- WORK REQUEST -
Once the line with "pub fn with_unreachable_row(mut" is found in the data, output it and each following line exactly, up to and including the line with "fn delay_for(&self, index: usize)", and nothing before or after.

********

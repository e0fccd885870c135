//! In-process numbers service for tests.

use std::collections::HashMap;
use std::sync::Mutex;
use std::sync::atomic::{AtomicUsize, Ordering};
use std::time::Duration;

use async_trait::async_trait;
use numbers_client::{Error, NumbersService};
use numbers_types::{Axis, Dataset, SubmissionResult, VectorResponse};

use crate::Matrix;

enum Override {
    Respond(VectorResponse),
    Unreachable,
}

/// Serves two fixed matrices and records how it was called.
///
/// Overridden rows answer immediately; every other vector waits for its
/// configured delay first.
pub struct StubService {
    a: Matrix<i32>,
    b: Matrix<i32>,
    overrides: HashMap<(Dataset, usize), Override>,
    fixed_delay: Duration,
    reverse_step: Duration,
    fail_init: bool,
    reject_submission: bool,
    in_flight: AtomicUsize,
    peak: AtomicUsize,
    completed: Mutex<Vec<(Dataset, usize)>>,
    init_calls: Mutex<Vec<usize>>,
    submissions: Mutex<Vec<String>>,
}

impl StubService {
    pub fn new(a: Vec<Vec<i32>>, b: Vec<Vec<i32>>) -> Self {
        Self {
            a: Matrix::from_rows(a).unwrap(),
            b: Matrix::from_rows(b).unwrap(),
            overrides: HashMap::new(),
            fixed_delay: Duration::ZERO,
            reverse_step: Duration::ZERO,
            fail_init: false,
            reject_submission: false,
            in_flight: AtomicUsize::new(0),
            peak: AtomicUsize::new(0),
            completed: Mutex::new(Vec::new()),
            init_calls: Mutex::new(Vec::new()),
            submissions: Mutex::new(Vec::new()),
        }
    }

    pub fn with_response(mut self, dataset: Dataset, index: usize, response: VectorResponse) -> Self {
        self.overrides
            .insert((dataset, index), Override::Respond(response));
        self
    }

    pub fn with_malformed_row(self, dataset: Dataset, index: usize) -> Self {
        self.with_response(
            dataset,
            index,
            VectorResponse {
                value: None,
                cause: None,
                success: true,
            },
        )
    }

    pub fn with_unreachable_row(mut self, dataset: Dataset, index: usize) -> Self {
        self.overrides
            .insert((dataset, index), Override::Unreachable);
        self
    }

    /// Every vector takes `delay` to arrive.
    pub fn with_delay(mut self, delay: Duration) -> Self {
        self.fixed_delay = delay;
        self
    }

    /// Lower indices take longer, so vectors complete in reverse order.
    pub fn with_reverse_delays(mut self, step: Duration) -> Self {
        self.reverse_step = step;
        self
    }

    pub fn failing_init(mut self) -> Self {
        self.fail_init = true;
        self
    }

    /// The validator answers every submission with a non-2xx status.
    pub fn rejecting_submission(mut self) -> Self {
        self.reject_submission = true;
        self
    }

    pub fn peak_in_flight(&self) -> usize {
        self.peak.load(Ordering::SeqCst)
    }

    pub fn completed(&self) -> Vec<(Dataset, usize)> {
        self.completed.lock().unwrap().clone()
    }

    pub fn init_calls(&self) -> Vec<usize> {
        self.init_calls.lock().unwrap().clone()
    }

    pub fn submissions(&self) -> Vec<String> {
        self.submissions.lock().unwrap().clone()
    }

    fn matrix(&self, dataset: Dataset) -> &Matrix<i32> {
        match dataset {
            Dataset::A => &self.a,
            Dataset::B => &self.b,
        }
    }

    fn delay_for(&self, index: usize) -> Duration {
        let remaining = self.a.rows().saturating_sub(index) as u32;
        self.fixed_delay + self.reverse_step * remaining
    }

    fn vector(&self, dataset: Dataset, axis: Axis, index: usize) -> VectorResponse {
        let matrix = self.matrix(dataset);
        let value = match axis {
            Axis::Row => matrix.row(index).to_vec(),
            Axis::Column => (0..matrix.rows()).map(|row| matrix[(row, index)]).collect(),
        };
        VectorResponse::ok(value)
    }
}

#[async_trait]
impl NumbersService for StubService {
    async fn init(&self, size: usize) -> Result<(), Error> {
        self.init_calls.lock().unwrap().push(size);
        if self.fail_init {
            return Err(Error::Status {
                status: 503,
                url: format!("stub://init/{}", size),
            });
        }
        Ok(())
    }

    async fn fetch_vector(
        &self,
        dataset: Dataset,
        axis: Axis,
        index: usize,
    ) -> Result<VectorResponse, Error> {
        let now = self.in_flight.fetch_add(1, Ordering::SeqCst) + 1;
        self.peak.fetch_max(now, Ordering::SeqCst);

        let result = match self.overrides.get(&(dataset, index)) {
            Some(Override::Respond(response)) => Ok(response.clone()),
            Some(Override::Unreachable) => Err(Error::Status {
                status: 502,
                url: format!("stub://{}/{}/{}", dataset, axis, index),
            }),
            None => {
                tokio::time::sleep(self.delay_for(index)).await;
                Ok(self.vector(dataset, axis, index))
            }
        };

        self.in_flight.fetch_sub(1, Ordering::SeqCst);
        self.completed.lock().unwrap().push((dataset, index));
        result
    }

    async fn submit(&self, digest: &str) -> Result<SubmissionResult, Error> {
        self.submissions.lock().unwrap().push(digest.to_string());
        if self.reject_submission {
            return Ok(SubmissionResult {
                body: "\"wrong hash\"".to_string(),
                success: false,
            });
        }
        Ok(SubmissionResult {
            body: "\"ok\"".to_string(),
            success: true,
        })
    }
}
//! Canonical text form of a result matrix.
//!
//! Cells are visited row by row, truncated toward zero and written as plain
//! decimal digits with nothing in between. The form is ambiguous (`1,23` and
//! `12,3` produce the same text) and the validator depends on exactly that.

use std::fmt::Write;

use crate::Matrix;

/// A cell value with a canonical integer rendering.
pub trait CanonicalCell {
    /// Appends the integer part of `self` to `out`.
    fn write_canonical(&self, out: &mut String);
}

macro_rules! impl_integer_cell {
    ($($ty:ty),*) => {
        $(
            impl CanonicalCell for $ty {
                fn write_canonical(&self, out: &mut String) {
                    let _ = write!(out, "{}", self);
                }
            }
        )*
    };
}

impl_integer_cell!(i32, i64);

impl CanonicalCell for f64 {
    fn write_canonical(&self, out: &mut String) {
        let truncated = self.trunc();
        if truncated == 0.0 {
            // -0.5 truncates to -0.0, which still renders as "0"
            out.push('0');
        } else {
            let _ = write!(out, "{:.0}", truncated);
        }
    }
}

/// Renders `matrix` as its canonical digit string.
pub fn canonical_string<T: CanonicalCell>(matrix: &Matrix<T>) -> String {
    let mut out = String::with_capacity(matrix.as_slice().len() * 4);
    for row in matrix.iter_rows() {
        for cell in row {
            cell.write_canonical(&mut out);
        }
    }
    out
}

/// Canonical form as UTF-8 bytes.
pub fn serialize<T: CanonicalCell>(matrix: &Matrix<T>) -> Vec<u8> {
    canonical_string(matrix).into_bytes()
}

********

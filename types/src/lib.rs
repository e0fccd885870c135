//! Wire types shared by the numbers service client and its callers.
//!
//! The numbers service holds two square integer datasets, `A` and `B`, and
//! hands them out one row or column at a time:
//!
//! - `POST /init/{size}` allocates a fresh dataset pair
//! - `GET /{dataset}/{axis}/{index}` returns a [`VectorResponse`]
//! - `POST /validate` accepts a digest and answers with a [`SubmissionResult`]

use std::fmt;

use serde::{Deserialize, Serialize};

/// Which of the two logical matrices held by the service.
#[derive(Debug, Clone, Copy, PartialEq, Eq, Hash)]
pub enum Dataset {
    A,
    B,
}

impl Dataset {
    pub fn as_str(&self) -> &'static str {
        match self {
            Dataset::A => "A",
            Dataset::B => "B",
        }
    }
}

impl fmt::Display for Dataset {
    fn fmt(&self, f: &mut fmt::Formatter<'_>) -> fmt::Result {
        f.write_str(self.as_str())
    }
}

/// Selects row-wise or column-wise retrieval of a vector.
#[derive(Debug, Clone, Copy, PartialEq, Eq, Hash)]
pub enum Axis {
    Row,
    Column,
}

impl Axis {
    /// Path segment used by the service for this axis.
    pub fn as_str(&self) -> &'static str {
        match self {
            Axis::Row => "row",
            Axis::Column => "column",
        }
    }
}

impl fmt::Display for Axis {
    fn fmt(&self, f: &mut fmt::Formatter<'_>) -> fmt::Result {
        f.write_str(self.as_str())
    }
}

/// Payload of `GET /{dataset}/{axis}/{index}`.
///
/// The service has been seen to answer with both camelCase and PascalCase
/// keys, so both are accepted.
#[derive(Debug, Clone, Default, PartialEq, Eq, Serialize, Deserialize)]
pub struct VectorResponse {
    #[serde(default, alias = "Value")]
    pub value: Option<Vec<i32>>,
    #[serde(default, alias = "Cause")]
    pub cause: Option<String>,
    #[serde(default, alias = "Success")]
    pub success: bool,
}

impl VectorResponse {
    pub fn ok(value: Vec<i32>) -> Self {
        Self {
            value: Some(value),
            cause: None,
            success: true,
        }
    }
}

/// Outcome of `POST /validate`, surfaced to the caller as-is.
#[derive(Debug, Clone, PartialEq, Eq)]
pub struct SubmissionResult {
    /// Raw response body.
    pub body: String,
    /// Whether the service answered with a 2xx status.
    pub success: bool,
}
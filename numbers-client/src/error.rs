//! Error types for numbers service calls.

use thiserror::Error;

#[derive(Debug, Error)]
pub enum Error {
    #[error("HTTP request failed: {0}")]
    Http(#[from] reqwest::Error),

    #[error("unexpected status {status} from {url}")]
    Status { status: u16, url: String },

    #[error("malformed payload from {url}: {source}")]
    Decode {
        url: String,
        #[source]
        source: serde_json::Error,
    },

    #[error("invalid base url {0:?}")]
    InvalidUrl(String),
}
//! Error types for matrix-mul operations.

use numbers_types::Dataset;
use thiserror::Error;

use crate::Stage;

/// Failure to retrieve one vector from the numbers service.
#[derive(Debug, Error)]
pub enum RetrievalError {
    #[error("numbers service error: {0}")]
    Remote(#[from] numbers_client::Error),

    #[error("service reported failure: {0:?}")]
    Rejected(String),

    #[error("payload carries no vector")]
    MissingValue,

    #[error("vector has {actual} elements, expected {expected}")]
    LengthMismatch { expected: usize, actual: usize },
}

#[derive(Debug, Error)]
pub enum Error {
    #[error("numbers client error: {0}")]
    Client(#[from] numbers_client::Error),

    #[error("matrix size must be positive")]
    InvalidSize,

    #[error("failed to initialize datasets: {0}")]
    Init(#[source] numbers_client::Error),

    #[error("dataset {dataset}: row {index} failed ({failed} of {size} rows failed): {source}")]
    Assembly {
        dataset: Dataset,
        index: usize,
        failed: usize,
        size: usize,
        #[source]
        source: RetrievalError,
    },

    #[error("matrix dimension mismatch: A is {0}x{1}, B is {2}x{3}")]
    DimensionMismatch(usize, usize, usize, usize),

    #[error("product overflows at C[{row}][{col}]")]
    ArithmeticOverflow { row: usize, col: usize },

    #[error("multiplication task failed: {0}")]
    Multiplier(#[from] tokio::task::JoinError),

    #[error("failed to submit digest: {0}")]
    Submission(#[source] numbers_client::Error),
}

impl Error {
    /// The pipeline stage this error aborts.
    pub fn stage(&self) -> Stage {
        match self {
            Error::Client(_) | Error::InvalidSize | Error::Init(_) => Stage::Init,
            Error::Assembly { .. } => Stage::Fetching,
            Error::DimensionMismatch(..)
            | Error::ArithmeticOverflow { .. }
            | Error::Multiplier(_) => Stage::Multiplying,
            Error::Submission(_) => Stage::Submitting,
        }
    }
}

********

- WRITTEN SOLUTION -
    pub fn with_unreachable_row(mut self, dataset: Dataset, index: usize) -> Self {
        self.overrides
            .insert((dataset, index), Override::Unreachable);
        self
    }

    /// Every vector takes `delay` to arrive.
    pub fn with_delay(mut self, delay: Duration) -> Self {
        self.fixed_delay = delay;
        self
    }

    /// Lower indices take longer, so vectors complete in reverse order.
    pub fn with_reverse_delays(mut self, step: Duration) -> Self {
        self.reverse_step = step;
        self
    }

    pub fn failing_init(mut self) -> Self {
        self.fail_init = true;
        self
    }

    /// The validator answers every submission with a non-2xx status.
    pub fn rejecting_submission(mut self) -> Self {
        self.reject_submission = true;
        self
    }

    pub fn peak_in_flight(&self) -> usize {
        self.peak.load(Ordering::SeqCst)
    }

    pub fn completed(&self) -> Vec<(Dataset, usize)> {
        self.completed.lock().unwrap().clone()
    }

    pub fn init_calls(&self) -> Vec<usize> {
        self.init_calls.lock().unwrap().clone()
    }

    pub fn submissions(&self) -> Vec<String> {
        self.submissions.lock().unwrap().clone()
    }

    fn matrix(&self, dataset: Dataset) -> &Matrix<i32> {
        match dataset {
            Dataset::A => &self.a,
            Dataset::B => &self.b,
        }
    }

    fn delay_for(&self, index: usize) -> Duration {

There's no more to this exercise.